---->"Hrvoje" == Hrvoje Niksic <hniksic(a)srce.hr> writes:
Hrvoje> Dave Thomas <Dave(a)Thomases.com> writes:
> Could we not just add another level of indirection here. It seem
> to me that the problem is that we treat mouse buttons differently
> to keys. We don't say 'the third key on the bottom row', we say
> 'c'. Why not do the same with mouse buttons. Have buttons with
> logical names (select, enact, paste or some such)
Hrvoje> This is a good idea, but it has a few problems. First,
Hrvoje> won't such a scheme break existing customizations?
Not if we don't hide the current naming. We'd just migrate across to
the higher level names over time. (Yes, there'd be a period of
confusion when people say "I changed by 'select' button and it didn't
work in package x", but then again there's confusion now). I think
there's an 80/20 rule here too - most of the world uses a small number
of packages.
Hrvoje> Second, button1 can be used for many things (witness
Hrvoje> `mouse-track' for proof) -- how do you propose describing
Hrvoje> its usage with a word like "select" or "enact"?

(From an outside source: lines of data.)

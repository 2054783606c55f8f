//! Pre-unified Shenandoah line shapes (the JDK 8 backport).
//!
//! Shenandoah reports pause durations in spaced milliseconds
//! (`, 0.437 ms]`) rather than the `secs` suffix the other legacy
//! collectors use.

use crate::event::{ConcurrentEvent, Event, EventKind, Trigger, WarningEvent};

use super::scan::{take_mem_triple, take_paren_group, take_spaced_ms_duration, take_timestamp_prefix};
use super::{ClassifyContext, Matcher, make_pause};

pub(super) const MATCHERS: &[Matcher] = &[pause, concurrent, cancelling];

const PAUSES: &[(&str, EventKind)] = &[
    ("Init Mark", EventKind::ShenandoahInitMark),
    ("Final Mark", EventKind::ShenandoahFinalMark),
    ("Init Update Refs", EventKind::ShenandoahInitUpdateRefs),
    ("Final Update Refs", EventKind::ShenandoahFinalUpdateRefs),
    ("Final Roots", EventKind::ShenandoahFinalRoots),
    ("Degenerated GC", EventKind::ShenandoahDegenerated),
    ("Full", EventKind::ShenandoahFull),
];

const CONCURRENT: &[(&str, EventKind)] = &[
    ("reset", EventKind::ShenandoahConcurrentReset),
    ("marking", EventKind::ShenandoahConcurrentMarking),
    ("precleaning", EventKind::ShenandoahConcurrentPrecleaning),
    ("evacuation", EventKind::ShenandoahConcurrentEvacuation),
    ("update references", EventKind::ShenandoahConcurrentUpdateRefs),
    ("cleanup", EventKind::ShenandoahConcurrentCleanup),
    ("uncommit", EventKind::ShenandoahConcurrentUncommit),
];

/// `0.407: [Pause Init Mark, 0.437 ms]` and
/// `6.212: [Pause Degenerated GC (Mark) 93M->66M(128M), 53.697 ms]`
fn pause(line: &str, ctx: &ClassifyContext) -> Option<Event> {
    let (ts, rest) = take_timestamp_prefix(line, ctx.jvm_start)?;
    let rest = rest.strip_prefix("[Pause ")?;
    let (name, kind) = PAUSES
        .iter()
        .find(|(name, _)| rest.starts_with(name))
        .copied()?;
    let mut rest = &rest[name.len()..];

    // Degenerated pauses tag the point the cycle degenerated at.
    if let Some(r) = rest.strip_prefix(' ')
        && r.starts_with('(')
    {
        let (_point, after) = take_paren_group(r)?;
        rest = after;
    }

    let mut pause = make_pause(kind, ts, 0, Trigger::None);
    if kind == EventKind::ShenandoahDegenerated {
        pause.trigger = Trigger::DegeneratedGc;
    }

    let rest = rest.strip_prefix(' ').unwrap_or(rest);
    let rest = match take_mem_triple(rest) {
        Some((combined, r)) => {
            pause.regions.combined = Some(combined);
            r
        }
        None => rest,
    };
    let rest = rest.strip_prefix(", ")?;
    let (duration_us, rest) = take_spaced_ms_duration(rest)?;
    rest.strip_prefix(']')?;
    pause.duration_us = duration_us;
    Some(Event::Pause(pause))
}

/// `0.413: [Concurrent marking 16M->17M(128M), 2.332 ms]`
fn concurrent(line: &str, ctx: &ClassifyContext) -> Option<Event> {
    let (ts, rest) = take_timestamp_prefix(line, ctx.jvm_start)?;
    let rest = rest.strip_prefix("[Concurrent ")?;
    let (name, kind) = CONCURRENT
        .iter()
        .find(|(name, _)| rest.starts_with(name))
        .copied()?;
    let rest = &rest[name.len()..];
    let rest = rest.strip_prefix(' ').unwrap_or(rest);
    let rest = match take_mem_triple(rest) {
        Some((_combined, r)) => r,
        None => rest,
    };
    let rest = rest.strip_prefix(", ")?;
    let (duration_us, rest) = take_spaced_ms_duration(rest)?;
    rest.strip_prefix(']')?;
    Some(Event::Concurrent(ConcurrentEvent {
        kind,
        timestamp_ms: ts,
        duration_us: Some(duration_us),
        gc_id: None,
    }))
}

/// `Cancelling GC: Allocation Failure` — the collector abandoning a
/// concurrent cycle, usually right before a degenerated or full pause.
fn cancelling(line: &str, ctx: &ClassifyContext) -> Option<Event> {
    let (ts, rest) = match take_timestamp_prefix(line, ctx.jvm_start) {
        Some((ts, rest)) => (ts, rest),
        None => (0, line),
    };
    let reason = rest.strip_prefix("Cancelling GC: ")?;
    Some(Event::Warning(WarningEvent {
        kind: EventKind::ShenandoahCancellingGc,
        timestamp_ms: ts,
        message: reason.to_string(),
    }))
}
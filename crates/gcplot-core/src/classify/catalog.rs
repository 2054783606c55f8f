//! The pattern catalog: one immutable registry of line-shape matchers.
//!
//! Built once at startup and passed by reference into the classifier.
//! Each family owns an ordered subset; within a subset more specific
//! shapes come before generic fallbacks. The family-agnostic subset
//! (unified logging, safepoints, headers) runs last.

use crate::event::{CollectorFamily, Event};

use super::{ClassifyContext, Matcher, cms, g1, header, parallel, safepoint, serial, shenandoah, unified};

pub struct PatternCatalog {
    family_sets: Vec<(CollectorFamily, &'static [Matcher])>,
    agnostic: Vec<&'static [Matcher]>,
}

impl Default for PatternCatalog {
    fn default() -> Self {
        Self::new()
    }
}

impl PatternCatalog {
    pub fn new() -> Self {
        Self {
            family_sets: vec![
                (CollectorFamily::Cms, cms::MATCHERS),
                (CollectorFamily::G1, g1::MATCHERS),
                (CollectorFamily::Parallel, parallel::MATCHERS),
                (CollectorFamily::Serial, serial::MATCHERS),
                (CollectorFamily::Shenandoah, shenandoah::MATCHERS),
            ],
            agnostic: vec![unified::MATCHERS, safepoint::MATCHERS, header::MATCHERS],
        }
    }

    /// Try every subset in matching order: the current family's subset
    /// first (it disambiguates shapes that collide across families), the
    /// remaining family subsets in fixed order (family-specific shapes
    /// from other families still classify, which is how the pipeline
    /// learns the family mid-log), then the agnostic subset.
    pub fn try_match(&self, line: &str, ctx: &ClassifyContext) -> Option<Event> {
        if ctx.family != CollectorFamily::Unknown
            && let Some(set) = self.family_set(ctx.family)
            && let Some(event) = run_set(set, line, ctx)
        {
            return Some(event);
        }

        for &(family, set) in &self.family_sets {
            if family == ctx.family {
                continue;
            }
            if let Some(event) = run_set(set, line, ctx) {
                return Some(event);
            }
        }

        for set in &self.agnostic {
            if let Some(event) = run_set(set, line, ctx) {
                return Some(event);
            }
        }
        None
    }

    fn family_set(&self, family: CollectorFamily) -> Option<&'static [Matcher]> {
        self.family_sets
            .iter()
            .find(|(f, _)| *f == family)
            .map(|(_, set)| *set)
    }
}

fn run_set(set: &[Matcher], line: &str, ctx: &ClassifyContext) -> Option<Event> {
    set.iter().find_map(|matcher| matcher(line, ctx))
}
//! Line classification.
//!
//! The classifier is total: every canonical line becomes exactly one
//! [`Event`], with [`EventKind::Unrecognized`] as the fallback. Matching
//! never panics on unmatched text.
//!
//! Matchers are plain functions grouped per collector family and held in a
//! [`PatternCatalog`] built once at startup. When the current family is
//! known its subset is tried first; lines that are structurally identical
//! across families (unified `Pause Young`, `Pause Full`) resolve their
//! concrete kind from the family context inside the matcher.

pub mod catalog;
pub mod scan;

mod cms;
mod g1;
mod header;
mod parallel;
mod safepoint;
mod serial;
mod shenandoah;
mod unified;

use chrono::{DateTime, Utc};

pub use catalog::PatternCatalog;

use crate::event::{CollectorFamily, Event, EventKind, UnrecognizedEvent};

/// Context a single classification runs under.
#[derive(Clone, Copy, Debug, Default)]
pub struct ClassifyContext {
    /// Family established by earlier header or family-specific lines.
    pub family: CollectorFamily,
    /// Kind of the previously classified event, for lines whose meaning
    /// depends on what preceded them.
    pub previous: Option<EventKind>,
    /// JVM start instant, when the caller knows it; datestamp-only lines
    /// are measured against it instead of the Unix epoch.
    pub jvm_start: Option<DateTime<Utc>>,
}

/// A single line-shape matcher. Returns `None` to decline the line.
pub type Matcher = fn(&str, &ClassifyContext) -> Option<Event>;

/// Pause skeleton the family matchers fill in.
pub(crate) fn make_pause(
    kind: EventKind,
    timestamp_ms: u64,
    duration_us: u64,
    trigger: crate::event::Trigger,
) -> crate::event::PauseEvent {
    crate::event::PauseEvent {
        kind,
        timestamp_ms,
        duration_us,
        trigger,
        regions: crate::event::MemoryRegions::default(),
        worker: None,
        phases: crate::event::SubPhases::default(),
        gc_id: None,
        perm_gen: false,
    }
}

/// Classifies canonical lines against an immutable pattern catalog.
pub struct Classifier<'a> {
    catalog: &'a PatternCatalog,
}

impl<'a> Classifier<'a> {
    pub fn new(catalog: &'a PatternCatalog) -> Self {
        Self { catalog }
    }

    /// Classify one canonical line. Total: unmatched text becomes an
    /// [`Event::Unrecognized`] carrying the line.
    pub fn classify(&self, line: &str, ctx: &ClassifyContext) -> Event {
        let trimmed = line.trim_end();
        if let Some(event) = self.catalog.try_match(trimmed, ctx) {
            return event;
        }
        // Timestamp still extracted when the prefix parses; the line body
        // is preserved for the unidentified-lines report.
        let timestamp_ms = scan::take_timestamp_prefix(trimmed, ctx.jvm_start)
            .map(|(ms, _)| ms)
            .or_else(|| {
                scan::take_unified_decorations(trimmed).and_then(|u| {
                    u.uptime_ms
                        .or_else(|| u.datestamp.map(|d| scan::datestamp_to_ms(d, ctx.jvm_start)))
                })
            })
            .unwrap_or(0);
        Event::Unrecognized(UnrecognizedEvent {
            timestamp_ms,
            line: trimmed.to_string(),
        })
    }
}

#[cfg(test)]
mod tests {
    use super::*;
    use crate::event::{EventCategory, Generation, MemoryAmount, Trigger};

    fn classify(line: &str) -> Event {
        classify_with(line, ClassifyContext::default())
    }

    fn classify_with(line: &str, ctx: ClassifyContext) -> Event {
        let catalog = PatternCatalog::new();
        Classifier::new(&catalog).classify(line, &ctx)
    }

    #[test]
    fn test_totality_on_garbage() {
        for line in [
            "",
            "complete nonsense",
            "12345",
            "[GC",
            "19810.091: [GC [PSYoungGen: not numbers]",
            "\u{1F980} unicode garbage",
        ] {
            let event = classify(line);
            // Must return exactly one event, unrecognized at worst.
            let _ = event.kind();
        }
    }

    #[test]
    fn test_end_to_end_psyounggen() {
        let line = "19810.091: [GC [PSYoungGen: 27808K->632K(28032K)] 160183K->133159K(585088K), 0.0225213 secs]";
        let event = classify(line);
        let Event::Pause(pause) = &event else {
            panic!("expected pause, got {event:?}");
        };
        assert_eq!(pause.kind, EventKind::PsYoung);
        assert_eq!(pause.timestamp_ms, 19810091);
        assert_eq!(pause.duration_ms(), 22);

        let young = pause.regions.get(Generation::Young).unwrap();
        assert_eq!(young.before, MemoryAmount::kilobytes(27808));
        assert_eq!(young.after, MemoryAmount::kilobytes(632));
        assert_eq!(young.capacity, MemoryAmount::kilobytes(28032));

        let old = pause.regions.get(Generation::Old).unwrap();
        assert_eq!(old.before, MemoryAmount::kilobytes(132375));
        assert_eq!(old.after, MemoryAmount::kilobytes(132527));
        assert_eq!(old.capacity, MemoryAmount::kilobytes(557056));
    }

    #[test]
    fn test_family_subset_resolves_unified_young() {
        let line = "[0.5s][info][gc] GC(3) Pause Young (Allocation Failure) 24M->4M(256M) 3.456ms";

        let under_serial = classify_with(
            line,
            ClassifyContext { family: CollectorFamily::Serial, ..Default::default() },
        );
        assert_eq!(under_serial.kind(), EventKind::DefNew);

        let under_cms = classify_with(
            line,
            ClassifyContext { family: CollectorFamily::Cms, ..Default::default() },
        );
        assert_eq!(under_cms.kind(), EventKind::ParNew);

        let unknown = classify_with(line, ClassifyContext::default());
        assert_eq!(unknown.kind(), EventKind::GenericYoung);
    }

    #[test]
    fn test_unrecognized_keeps_timestamp_and_text() {
        let event = classify("123.456: utterly novel line shape");
        let Event::Unrecognized(u) = &event else {
            panic!("expected unrecognized");
        };
        assert_eq!(u.timestamp_ms, 123456);
        assert!(u.line.contains("novel"));
        assert_eq!(event.category(), EventCategory::Unrecognized);
    }

    #[test]
    fn test_missing_trigger_is_none() {
        let line = "19810.091: [GC [PSYoungGen: 27808K->632K(28032K)] 160183K->133159K(585088K), 0.0225213 secs]";
        assert_eq!(classify(line).trigger(), Trigger::None);
    }
}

True -- that's the problem!
What I'm suggesting is having a clean semantic, where for common
operations, we use a name, rather than an absolute button number. End
users can then customize by saying 'I want select on button 1', and
all packages that implement mouse selection magically do it using that
button.
Packages that then implement functionality outside this basic set can
define their own logical button names (with default mappings to
physical buttons), which would allow their users to remap them too. We
could even provide functionality to ensure than a package that did
this didn't overload the same physical button with two conflicting
names.
(require-unique-mouse-buttons 'select 'pan-universe)
I'm sure there are many ramifications of this that I haven't thought
of, but it feels cleaner than the current system.